Task objective » Locate, in the data below, the line that contains "fn height(&self) ->" and the line that contains "fn contains_point(&self, (px, py): Point)"; reproduce exactly those two lines and every line between them, nothing more.

Study material »
-- Opening Marker --

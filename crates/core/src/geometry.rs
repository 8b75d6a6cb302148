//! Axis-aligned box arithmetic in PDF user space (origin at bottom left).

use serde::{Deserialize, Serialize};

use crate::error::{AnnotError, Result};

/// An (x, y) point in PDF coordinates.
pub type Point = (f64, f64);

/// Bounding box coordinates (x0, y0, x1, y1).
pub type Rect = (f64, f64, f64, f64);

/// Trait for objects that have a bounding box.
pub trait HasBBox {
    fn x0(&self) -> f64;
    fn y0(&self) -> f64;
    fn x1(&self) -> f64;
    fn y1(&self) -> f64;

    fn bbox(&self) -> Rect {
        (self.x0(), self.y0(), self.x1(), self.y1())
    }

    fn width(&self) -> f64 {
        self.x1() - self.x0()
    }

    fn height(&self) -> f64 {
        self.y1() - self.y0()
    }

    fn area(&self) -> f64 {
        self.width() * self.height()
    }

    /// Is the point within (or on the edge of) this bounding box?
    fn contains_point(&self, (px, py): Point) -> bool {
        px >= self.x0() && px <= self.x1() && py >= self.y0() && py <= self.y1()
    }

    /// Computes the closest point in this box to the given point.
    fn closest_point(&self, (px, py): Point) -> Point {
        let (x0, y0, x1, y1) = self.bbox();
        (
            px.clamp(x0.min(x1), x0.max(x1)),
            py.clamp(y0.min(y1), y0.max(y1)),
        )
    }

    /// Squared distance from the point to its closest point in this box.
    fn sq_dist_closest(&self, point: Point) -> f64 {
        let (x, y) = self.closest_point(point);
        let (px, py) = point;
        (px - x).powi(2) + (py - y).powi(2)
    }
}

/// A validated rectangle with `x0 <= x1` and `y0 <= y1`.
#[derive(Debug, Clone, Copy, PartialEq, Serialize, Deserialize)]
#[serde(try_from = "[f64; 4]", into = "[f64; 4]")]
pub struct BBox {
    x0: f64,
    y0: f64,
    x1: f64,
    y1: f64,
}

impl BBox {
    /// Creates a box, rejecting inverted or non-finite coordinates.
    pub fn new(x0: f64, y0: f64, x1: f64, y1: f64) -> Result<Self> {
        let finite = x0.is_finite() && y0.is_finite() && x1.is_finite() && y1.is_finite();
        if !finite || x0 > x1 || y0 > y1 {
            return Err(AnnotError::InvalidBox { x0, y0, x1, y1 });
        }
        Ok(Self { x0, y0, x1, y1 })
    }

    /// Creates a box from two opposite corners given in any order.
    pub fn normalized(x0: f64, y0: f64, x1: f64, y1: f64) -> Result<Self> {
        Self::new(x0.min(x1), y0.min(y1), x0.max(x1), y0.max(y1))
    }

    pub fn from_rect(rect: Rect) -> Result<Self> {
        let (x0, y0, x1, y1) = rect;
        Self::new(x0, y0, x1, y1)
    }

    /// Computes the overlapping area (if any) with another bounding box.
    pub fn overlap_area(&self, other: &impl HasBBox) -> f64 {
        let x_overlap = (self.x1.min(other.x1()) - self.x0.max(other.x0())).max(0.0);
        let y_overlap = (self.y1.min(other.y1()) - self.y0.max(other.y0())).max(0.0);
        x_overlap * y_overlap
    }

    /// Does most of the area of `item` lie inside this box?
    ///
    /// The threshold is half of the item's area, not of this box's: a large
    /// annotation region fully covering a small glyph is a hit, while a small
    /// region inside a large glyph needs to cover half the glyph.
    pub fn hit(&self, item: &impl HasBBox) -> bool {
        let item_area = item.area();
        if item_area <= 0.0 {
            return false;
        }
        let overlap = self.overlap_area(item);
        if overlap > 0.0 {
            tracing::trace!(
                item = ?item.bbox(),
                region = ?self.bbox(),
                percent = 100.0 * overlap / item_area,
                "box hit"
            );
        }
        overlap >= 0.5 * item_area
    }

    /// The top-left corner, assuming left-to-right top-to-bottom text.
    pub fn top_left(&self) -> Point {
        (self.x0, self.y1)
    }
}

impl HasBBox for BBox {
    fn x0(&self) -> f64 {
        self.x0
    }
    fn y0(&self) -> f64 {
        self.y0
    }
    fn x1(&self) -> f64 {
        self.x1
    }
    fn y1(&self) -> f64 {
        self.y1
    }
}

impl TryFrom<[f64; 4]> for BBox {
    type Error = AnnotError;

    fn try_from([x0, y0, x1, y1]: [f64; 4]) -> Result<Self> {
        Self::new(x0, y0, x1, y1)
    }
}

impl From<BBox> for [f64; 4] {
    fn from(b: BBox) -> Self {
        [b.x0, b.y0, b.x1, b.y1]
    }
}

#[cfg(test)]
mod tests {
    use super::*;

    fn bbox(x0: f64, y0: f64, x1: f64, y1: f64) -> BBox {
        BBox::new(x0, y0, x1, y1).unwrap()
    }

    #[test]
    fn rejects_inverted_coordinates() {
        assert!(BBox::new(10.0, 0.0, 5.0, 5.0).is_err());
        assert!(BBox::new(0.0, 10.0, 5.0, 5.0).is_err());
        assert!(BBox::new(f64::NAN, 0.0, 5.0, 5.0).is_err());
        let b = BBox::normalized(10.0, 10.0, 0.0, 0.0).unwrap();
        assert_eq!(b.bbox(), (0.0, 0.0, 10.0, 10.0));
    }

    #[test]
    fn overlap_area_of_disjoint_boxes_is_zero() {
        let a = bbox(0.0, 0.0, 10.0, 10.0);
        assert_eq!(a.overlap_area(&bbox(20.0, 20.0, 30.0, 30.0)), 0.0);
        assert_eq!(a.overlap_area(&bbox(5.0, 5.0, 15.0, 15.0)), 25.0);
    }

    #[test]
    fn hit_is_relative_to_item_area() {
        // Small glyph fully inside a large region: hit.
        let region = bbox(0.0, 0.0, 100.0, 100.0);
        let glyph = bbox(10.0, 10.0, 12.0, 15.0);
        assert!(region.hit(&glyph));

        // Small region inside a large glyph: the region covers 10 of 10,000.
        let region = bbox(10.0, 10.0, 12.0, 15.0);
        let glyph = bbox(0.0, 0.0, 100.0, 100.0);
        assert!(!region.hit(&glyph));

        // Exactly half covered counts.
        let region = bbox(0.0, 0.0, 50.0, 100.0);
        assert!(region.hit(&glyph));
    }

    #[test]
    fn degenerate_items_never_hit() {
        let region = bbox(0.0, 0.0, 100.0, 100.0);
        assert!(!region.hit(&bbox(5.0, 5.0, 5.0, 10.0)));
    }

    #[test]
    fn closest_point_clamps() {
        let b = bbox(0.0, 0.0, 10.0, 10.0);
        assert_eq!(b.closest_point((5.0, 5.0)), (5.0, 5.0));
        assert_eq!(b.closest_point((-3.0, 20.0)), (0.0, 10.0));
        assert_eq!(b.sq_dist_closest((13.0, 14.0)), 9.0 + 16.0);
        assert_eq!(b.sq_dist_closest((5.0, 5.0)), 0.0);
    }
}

-- Closing Marker --
-- Opening Marker --

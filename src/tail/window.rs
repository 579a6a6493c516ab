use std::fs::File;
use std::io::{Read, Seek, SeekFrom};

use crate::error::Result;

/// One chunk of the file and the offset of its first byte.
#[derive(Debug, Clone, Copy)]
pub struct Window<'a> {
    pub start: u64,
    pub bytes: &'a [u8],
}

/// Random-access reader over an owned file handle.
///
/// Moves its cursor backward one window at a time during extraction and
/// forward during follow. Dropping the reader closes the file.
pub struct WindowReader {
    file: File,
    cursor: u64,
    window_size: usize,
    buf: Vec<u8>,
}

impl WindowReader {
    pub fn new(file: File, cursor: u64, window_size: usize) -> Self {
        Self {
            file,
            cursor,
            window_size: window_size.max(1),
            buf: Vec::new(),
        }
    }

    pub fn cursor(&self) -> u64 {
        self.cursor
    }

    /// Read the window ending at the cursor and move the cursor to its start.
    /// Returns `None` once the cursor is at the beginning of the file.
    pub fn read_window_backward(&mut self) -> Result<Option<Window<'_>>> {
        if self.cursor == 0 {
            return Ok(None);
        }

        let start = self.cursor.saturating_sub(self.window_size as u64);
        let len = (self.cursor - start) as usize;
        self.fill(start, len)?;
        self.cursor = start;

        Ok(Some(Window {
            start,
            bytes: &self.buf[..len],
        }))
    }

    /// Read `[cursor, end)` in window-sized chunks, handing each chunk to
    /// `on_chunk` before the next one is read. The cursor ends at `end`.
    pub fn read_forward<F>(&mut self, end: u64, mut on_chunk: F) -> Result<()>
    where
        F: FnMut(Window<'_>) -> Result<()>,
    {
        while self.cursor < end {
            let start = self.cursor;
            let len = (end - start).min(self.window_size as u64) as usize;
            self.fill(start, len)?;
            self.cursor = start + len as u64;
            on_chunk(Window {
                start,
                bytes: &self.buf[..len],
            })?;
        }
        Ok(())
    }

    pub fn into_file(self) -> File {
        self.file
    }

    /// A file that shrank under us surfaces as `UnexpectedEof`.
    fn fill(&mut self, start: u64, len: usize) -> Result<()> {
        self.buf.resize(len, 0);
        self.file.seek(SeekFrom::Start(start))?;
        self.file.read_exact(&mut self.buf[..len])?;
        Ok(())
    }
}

-- Closing Marker --
-- Opening Marker --

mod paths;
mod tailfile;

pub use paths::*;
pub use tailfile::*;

-- Closing Marker --

Answer to the exercise »
    fn height(&self) -> f64 {
        self.y1() - self.y0()
    }

    fn area(&self) -> f64 {
        self.width() * self.height()
    }

    /// Is the point within (or on the edge of) this bounding box?
    fn contains_point(&self, (px, py): Point) -> bool {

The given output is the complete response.